# What you are asked to do
Scan the entries below for "ErrorContext" and copy each line that holds it.

# Data for this task
★ ★ ★ ★ ★
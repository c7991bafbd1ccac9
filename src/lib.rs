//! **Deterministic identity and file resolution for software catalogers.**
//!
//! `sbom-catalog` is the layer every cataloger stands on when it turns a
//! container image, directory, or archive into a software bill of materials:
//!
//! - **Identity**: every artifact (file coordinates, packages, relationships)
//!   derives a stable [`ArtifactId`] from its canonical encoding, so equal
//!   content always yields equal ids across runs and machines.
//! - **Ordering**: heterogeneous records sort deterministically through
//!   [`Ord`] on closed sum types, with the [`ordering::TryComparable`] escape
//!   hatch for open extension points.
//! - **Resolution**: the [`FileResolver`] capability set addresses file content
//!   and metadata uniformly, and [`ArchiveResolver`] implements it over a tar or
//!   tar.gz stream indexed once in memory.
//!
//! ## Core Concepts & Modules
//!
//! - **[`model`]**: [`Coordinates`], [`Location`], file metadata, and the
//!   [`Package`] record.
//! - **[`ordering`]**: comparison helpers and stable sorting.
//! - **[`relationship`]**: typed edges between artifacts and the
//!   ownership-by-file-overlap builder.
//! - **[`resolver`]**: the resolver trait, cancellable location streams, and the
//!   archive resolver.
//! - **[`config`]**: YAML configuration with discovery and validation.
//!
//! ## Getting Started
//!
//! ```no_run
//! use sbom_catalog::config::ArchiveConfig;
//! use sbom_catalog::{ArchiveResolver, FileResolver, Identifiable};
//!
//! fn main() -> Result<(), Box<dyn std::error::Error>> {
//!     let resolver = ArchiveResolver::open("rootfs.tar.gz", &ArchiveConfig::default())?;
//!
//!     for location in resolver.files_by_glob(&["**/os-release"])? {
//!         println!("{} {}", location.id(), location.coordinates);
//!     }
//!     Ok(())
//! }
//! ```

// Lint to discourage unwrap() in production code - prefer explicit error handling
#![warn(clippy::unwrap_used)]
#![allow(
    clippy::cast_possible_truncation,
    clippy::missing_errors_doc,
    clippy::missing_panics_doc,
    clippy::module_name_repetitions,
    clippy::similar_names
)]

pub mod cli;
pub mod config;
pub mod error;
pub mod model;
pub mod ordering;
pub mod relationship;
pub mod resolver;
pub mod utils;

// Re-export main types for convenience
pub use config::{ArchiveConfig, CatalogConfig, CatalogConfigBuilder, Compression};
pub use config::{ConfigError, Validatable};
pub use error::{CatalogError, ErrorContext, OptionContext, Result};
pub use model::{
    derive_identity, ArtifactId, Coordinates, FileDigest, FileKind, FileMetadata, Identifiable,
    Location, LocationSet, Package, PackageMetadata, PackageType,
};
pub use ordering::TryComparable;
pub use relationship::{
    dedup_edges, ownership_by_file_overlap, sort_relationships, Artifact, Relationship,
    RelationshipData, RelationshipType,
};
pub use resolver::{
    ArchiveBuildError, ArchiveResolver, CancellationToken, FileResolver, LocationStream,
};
★ ★ ★ ★ ★
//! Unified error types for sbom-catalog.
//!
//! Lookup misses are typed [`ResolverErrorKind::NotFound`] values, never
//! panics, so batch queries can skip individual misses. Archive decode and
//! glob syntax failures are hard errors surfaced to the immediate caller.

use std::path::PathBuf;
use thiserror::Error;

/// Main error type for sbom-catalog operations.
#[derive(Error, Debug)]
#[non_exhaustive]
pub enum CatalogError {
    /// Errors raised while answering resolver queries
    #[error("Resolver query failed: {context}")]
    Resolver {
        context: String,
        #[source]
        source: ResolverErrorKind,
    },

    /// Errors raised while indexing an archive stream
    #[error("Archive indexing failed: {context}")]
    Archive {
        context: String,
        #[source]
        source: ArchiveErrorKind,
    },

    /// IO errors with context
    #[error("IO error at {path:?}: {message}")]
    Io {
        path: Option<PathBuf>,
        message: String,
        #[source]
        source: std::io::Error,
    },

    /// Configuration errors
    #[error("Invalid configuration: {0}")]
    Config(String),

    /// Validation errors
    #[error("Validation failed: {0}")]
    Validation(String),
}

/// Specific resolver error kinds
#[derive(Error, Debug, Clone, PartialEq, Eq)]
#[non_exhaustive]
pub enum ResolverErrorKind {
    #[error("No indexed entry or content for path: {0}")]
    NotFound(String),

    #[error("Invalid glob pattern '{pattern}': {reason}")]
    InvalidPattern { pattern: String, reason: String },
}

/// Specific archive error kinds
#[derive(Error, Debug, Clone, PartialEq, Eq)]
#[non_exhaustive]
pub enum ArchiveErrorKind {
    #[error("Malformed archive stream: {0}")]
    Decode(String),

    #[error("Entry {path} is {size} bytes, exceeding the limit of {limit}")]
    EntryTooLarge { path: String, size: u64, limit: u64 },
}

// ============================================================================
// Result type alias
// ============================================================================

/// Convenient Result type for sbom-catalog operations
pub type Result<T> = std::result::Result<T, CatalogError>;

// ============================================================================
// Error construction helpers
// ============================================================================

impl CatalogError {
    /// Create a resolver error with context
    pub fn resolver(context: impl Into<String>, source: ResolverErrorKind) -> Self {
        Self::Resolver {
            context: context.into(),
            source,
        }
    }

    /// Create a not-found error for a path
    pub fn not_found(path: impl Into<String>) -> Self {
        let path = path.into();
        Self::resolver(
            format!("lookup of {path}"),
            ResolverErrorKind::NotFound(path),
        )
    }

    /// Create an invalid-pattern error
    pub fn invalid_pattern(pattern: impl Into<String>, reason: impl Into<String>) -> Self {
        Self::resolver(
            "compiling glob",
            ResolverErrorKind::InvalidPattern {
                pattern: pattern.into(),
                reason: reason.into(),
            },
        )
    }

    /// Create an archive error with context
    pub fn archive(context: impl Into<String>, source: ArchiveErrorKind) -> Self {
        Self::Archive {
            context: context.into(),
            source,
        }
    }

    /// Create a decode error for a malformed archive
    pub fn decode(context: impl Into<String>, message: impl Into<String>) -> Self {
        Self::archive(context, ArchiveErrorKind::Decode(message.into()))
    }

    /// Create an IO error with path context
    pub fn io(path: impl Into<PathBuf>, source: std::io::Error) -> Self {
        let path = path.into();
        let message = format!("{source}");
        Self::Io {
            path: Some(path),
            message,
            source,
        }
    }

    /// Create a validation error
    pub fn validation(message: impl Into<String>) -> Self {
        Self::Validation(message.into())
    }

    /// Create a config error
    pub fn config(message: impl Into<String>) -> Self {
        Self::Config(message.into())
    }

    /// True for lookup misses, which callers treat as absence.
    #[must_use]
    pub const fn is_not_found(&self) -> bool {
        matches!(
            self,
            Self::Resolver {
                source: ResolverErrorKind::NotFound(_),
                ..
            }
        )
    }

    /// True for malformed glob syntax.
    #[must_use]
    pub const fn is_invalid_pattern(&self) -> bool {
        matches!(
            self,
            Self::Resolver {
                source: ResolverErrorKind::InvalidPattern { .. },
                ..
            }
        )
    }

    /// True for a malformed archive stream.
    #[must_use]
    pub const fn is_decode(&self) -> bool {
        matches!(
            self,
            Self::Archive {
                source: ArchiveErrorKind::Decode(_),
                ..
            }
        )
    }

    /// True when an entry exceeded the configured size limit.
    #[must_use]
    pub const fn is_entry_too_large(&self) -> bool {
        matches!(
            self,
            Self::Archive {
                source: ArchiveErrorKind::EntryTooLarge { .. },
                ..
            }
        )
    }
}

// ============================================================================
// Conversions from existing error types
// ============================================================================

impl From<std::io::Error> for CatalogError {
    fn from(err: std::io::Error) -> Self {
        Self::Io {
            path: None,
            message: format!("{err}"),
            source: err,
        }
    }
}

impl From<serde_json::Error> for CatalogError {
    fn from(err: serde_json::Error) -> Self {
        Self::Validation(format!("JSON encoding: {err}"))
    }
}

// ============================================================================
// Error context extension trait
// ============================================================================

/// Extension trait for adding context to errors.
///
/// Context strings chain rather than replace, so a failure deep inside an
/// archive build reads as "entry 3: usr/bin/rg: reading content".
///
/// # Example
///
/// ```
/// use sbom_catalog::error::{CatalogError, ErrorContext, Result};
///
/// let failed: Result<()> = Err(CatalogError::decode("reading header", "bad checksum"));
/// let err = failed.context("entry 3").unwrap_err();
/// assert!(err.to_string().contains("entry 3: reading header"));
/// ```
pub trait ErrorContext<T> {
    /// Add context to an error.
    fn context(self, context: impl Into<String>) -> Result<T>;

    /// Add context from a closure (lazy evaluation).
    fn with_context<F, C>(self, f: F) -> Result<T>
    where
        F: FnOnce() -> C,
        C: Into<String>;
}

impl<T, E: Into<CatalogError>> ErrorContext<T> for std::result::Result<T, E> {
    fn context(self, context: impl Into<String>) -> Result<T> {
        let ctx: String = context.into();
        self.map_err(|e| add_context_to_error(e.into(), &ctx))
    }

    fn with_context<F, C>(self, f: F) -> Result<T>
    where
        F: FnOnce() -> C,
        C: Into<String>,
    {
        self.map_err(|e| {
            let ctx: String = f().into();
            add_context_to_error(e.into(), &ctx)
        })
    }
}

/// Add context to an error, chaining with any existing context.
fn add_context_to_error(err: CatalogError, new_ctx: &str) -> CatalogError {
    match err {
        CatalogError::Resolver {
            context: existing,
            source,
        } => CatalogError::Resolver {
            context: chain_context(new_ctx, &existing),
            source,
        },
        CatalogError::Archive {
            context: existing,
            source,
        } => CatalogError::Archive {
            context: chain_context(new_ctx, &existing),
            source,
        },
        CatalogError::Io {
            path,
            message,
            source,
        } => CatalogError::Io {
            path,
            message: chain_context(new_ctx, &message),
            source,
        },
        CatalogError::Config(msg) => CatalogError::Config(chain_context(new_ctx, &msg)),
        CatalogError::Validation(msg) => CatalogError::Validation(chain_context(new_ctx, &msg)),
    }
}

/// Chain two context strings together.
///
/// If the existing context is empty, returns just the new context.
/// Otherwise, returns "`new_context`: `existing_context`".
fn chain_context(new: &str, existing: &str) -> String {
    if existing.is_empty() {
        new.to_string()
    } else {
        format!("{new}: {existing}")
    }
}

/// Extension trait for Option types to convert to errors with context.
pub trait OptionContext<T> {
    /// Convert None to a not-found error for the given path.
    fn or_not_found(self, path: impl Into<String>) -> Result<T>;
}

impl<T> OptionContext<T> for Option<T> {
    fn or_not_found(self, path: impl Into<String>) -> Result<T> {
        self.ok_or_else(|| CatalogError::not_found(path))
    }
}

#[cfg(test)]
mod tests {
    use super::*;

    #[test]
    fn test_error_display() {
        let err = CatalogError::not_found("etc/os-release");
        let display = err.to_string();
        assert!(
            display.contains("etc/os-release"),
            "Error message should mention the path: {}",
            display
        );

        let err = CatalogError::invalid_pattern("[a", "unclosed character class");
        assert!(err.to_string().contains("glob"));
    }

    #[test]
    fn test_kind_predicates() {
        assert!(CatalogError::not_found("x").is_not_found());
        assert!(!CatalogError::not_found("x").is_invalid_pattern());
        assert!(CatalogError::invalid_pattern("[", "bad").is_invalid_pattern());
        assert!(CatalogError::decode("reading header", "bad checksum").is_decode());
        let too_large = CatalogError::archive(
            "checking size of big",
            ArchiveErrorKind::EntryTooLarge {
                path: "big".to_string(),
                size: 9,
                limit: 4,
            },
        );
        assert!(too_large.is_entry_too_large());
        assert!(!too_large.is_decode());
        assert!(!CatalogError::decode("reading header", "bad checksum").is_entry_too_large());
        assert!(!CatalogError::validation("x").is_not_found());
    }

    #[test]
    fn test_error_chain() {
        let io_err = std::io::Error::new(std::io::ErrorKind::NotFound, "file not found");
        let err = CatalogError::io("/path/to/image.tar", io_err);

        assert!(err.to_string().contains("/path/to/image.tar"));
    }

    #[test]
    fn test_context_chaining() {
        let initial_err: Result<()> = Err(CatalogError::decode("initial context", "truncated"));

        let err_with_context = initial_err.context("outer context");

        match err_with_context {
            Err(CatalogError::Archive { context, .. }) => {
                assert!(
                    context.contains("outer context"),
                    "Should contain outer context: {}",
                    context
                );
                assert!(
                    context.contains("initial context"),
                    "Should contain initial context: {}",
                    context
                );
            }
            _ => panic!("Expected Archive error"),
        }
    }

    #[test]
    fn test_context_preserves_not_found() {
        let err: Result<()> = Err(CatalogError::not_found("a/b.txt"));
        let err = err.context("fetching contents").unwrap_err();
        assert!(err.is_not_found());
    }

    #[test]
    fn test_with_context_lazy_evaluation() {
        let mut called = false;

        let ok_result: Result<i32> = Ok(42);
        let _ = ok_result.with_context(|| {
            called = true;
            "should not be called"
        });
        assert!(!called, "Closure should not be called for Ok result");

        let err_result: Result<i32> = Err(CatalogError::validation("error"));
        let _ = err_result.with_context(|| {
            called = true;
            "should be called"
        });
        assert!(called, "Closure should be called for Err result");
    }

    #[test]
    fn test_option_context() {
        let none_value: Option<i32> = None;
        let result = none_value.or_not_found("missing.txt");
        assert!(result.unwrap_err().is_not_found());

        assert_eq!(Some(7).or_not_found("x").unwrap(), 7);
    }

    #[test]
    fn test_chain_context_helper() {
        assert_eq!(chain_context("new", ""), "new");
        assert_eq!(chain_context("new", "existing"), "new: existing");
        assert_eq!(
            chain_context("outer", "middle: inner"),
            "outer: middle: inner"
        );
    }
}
★ ★ ★ ★ ★
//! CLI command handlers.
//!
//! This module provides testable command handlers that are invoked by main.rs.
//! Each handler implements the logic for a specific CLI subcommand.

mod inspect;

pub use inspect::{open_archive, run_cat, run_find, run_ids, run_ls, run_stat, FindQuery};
★ ★ ★ ★ ★
# Output of the task
pub use error::{CatalogError, ErrorContext, OptionContext, Result};
/// use sbom_catalog::error::{CatalogError, ErrorContext, Result};
pub trait ErrorContext<T> {
impl<T, E: Into<CatalogError>> ErrorContext<T> for std::result::Result<T, E> {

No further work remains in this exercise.